__WHAT YOU NEED TO DO__:
The lines to copy are those holding the string "SchedulerStats" in the entries below.

[Dataset excerpts]

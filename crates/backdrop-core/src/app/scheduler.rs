//! Scheduler - the provide → record → cache → apply → evict loop.
//!
//! # Cycle
//! 1. `Provider::provide`, re-invoked until the artifact is valid
//! 2. `Repository::add`; a failure is logged and counted, the cycle goes on
//! 3. `LocalCache::save` unless the artifact is already local
//! 4. `Applier::apply`
//! 5. `LocalCache::clean_up` when a limit is configured
//!
//! Steps 3 to 5 and a provider error end the cycle with an error, and the
//! scheduler moves to `Faulted`. There is no restart at this layer.
//!
//! # Timing
//! The first cycle runs immediately. Cycles never overlap: a slow cycle
//! delays the next tick instead of queueing extra ones.

use std::sync::Arc;
use std::time::Duration;

use tokio::time::MissedTickBehavior;
use tracing::{debug, error, info, warn};

use crate::app::status::{AppliedArtifact, SchedulerStats};
use crate::domain::{Artifact, Period, RetryPolicy, SchedulerState};
use crate::error::BackdropError;
use crate::ports::{Applier, LocalCache, Provider, Repository};

pub struct Scheduler {
    period: Period,
    interval: Duration,
    repository: Arc<dyn Repository>,
    cache: Arc<dyn LocalCache>,
    provider: Arc<dyn Provider>,
    applier: Arc<dyn Applier>,
    retry: RetryPolicy,
    state: SchedulerState,
    stats: SchedulerStats,
}

impl Scheduler {
    pub(crate) fn new(
        period: Period,
        interval: Duration,
        repository: Arc<dyn Repository>,
        cache: Arc<dyn LocalCache>,
        provider: Arc<dyn Provider>,
        applier: Arc<dyn Applier>,
        retry: RetryPolicy,
    ) -> Self {
        let mut scheduler = Self {
            period,
            interval,
            repository,
            cache,
            provider,
            applier,
            retry,
            state: SchedulerState::Uninitialized,
            stats: SchedulerStats::default(),
        };
        scheduler.transition(SchedulerState::Initializing);
        scheduler
    }

    pub fn state(&self) -> SchedulerState {
        self.state
    }

    pub fn stats(&self) -> &SchedulerStats {
        &self.stats
    }

    pub fn period(&self) -> &Period {
        &self.period
    }

    pub fn interval(&self) -> Duration {
        self.interval
    }

    pub fn provider_name(&self) -> &'static str {
        self.provider.name()
    }

    pub fn applier_target(&self) -> &str {
        self.applier.target()
    }

    /// Run one cycle now, then one per period, until a cycle fails.
    ///
    /// Only returns on error; the scheduler is `Faulted` afterwards.
    pub async fn run(&mut self) -> Result<(), BackdropError> {
        self.enter_running()?;
        info!(period = %self.period, interval_secs = self.interval.as_secs(), "scheduler started");

        let mut ticker = tokio::time::interval(self.interval);
        ticker.set_missed_tick_behavior(MissedTickBehavior::Delay);
        loop {
            ticker.tick().await;
            self.run_guarded().await?;
        }
    }

    /// Run exactly one cycle and return the applied artifact (without bytes).
    pub async fn run_once(&mut self) -> Result<Artifact, BackdropError> {
        self.enter_running()?;
        self.run_guarded().await
    }

    async fn run_guarded(&mut self) -> Result<Artifact, BackdropError> {
        match self.run_cycle().await {
            Ok(artifact) => Ok(artifact),
            Err(e) => {
                error!(error = %e, kind = ?e.kind(), "cycle failed, stopping scheduler");
                self.transition(SchedulerState::Faulted);
                Err(e)
            }
        }
    }

    fn enter_running(&mut self) -> Result<(), BackdropError> {
        match self.state {
            SchedulerState::Running => Ok(()),
            state if state.can_transition_to(SchedulerState::Running) => {
                self.transition(SchedulerState::Running);
                Ok(())
            }
            state => Err(BackdropError::NotRunnable(state)),
        }
    }

    fn transition(&mut self, next: SchedulerState) {
        if self.state == next {
            return;
        }
        debug_assert!(self.state.can_transition_to(next), "{} -> {next}", self.state);
        info!(from = %self.state, to = %next, "scheduler state changed");
        self.state = next;
    }

    async fn run_cycle(&mut self) -> Result<Artifact, BackdropError> {
        let cycle = self.stats.cycles_completed + 1;
        info!(cycle, provider = self.provider.name(), "cycle started");

        let mut artifact = self.acquire().await?;

        match self.repository.add(&artifact).await {
            Ok(id) => artifact.id = id,
            Err(source) => {
                self.stats.record_failures += 1;
                let error = BackdropError::Record {
                    origin: artifact.origin.clone(),
                    source,
                };
                warn!(error = %error, "history write failed, applying anyway");
            }
        }

        if !artifact.is_local() {
            let bytes = artifact.take_bytes();
            self.cache
                .save(&artifact.filename, &bytes)
                .await
                .map_err(|source| BackdropError::Save {
                    filename: artifact.filename.clone(),
                    source,
                })?;
        }

        self.applier
            .apply(&artifact)
            .await
            .map_err(|source| BackdropError::Apply {
                origin: artifact.origin.clone(),
                source,
            })?;

        if self.cache.limit() != 0 {
            let report = self.cache.clean_up().await.map_err(BackdropError::CleanUp)?;
            self.stats.files_evicted += report.removed.len() as u64;
        }

        self.stats.cycles_completed = cycle;
        self.stats.last_applied = Some(AppliedArtifact {
            id: artifact.id,
            origin: artifact.origin.clone(),
            filename: artifact.filename.clone(),
        });
        info!(
            cycle,
            id = %artifact.id,
            origin = %artifact.origin,
            filename = %artifact.filename,
            "cycle finished"
        );
        Ok(artifact)
    }

    /// Ask the provider until it hands over a valid artifact.
    async fn acquire(&mut self) -> Result<Artifact, BackdropError> {
        let mut attempts: u32 = 0;
        loop {
            attempts = attempts.saturating_add(1);
            let artifact = self.provider.provide().await?;
            if artifact.is_valid() {
                debug!(attempts, origin = %artifact.origin, "artifact acquired");
                return Ok(artifact);
            }
            self.stats.empty_results += 1;
            warn!(
                attempts,
                provider = self.provider.name(),
                origin = %artifact.origin,
                "provider returned an empty artifact, retrying"
            );
            self.retry.pause(attempts).await;
        }
    }
}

__TASK OUTPUT__:
use crate::app::status::{AppliedArtifact, SchedulerStats};
    stats: SchedulerStats,
            stats: SchedulerStats::default(),
    pub fn stats(&self) -> &SchedulerStats {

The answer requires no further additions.